PROBLEM TO SOLVE: Copy each line below in which the string "serde" appears.

DATA EXTRACT:

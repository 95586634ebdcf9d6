use serde::Deserialize;

use crate::abort::AbortSignal;
use crate::geo::Coordinates;
use crate::source::IssFix;

#[derive(Debug, Clone, Copy, PartialEq, Eq)]
pub enum TrackerMode {
    Idle,
    Polling,
    Done,
}

/// What to do when a cycle fails to fetch one of its positions.
#[derive(
    Debug, Clone, Copy, Default, PartialEq, Eq, Deserialize, clap::ValueEnum, strum_macros::Display,
)]
#[serde(rename_all = "snake_case")]
#[strum(serialize_all = "snake_case")]
pub enum ErrorPolicy {
    /// Stop polling and report the error.
    #[default]
    Abort,
    /// Log the error and carry on with the next cycle.
    Skip,
}

#[derive(Debug, Clone, Copy, PartialEq, Eq)]
pub enum ReportKind {
    /// ISS position, own position and the distance between them.
    Distance,
    /// ISS position only.
    Position,
}

/// Result of one complete fetch + compute cycle.
#[derive(Debug, Clone, Copy, PartialEq)]
pub struct Observation {
    pub iss: IssFix,
    pub user: Coordinates,
    pub distance_km: f64,
}

/// Latest known values. Each cycle overwrites what it fetched.
#[derive(Debug, Clone, Copy, Default, PartialEq)]
pub struct TrackerState {
    pub iss: Option<IssFix>,
    pub user: Option<Coordinates>,
    pub last_distance_km: Option<f64>,
}

#[derive(Debug, Clone, Default, PartialEq)]
pub struct RunSummary {
    /// Cycles attempted, including skipped ones.
    pub cycles: u64,
    pub skipped: u64,
    pub aborted: Option<AbortSignal>,
}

RESPONSE TO THIS EXERCISE:
use serde::Deserialize;
#[serde(rename_all = "snake_case")]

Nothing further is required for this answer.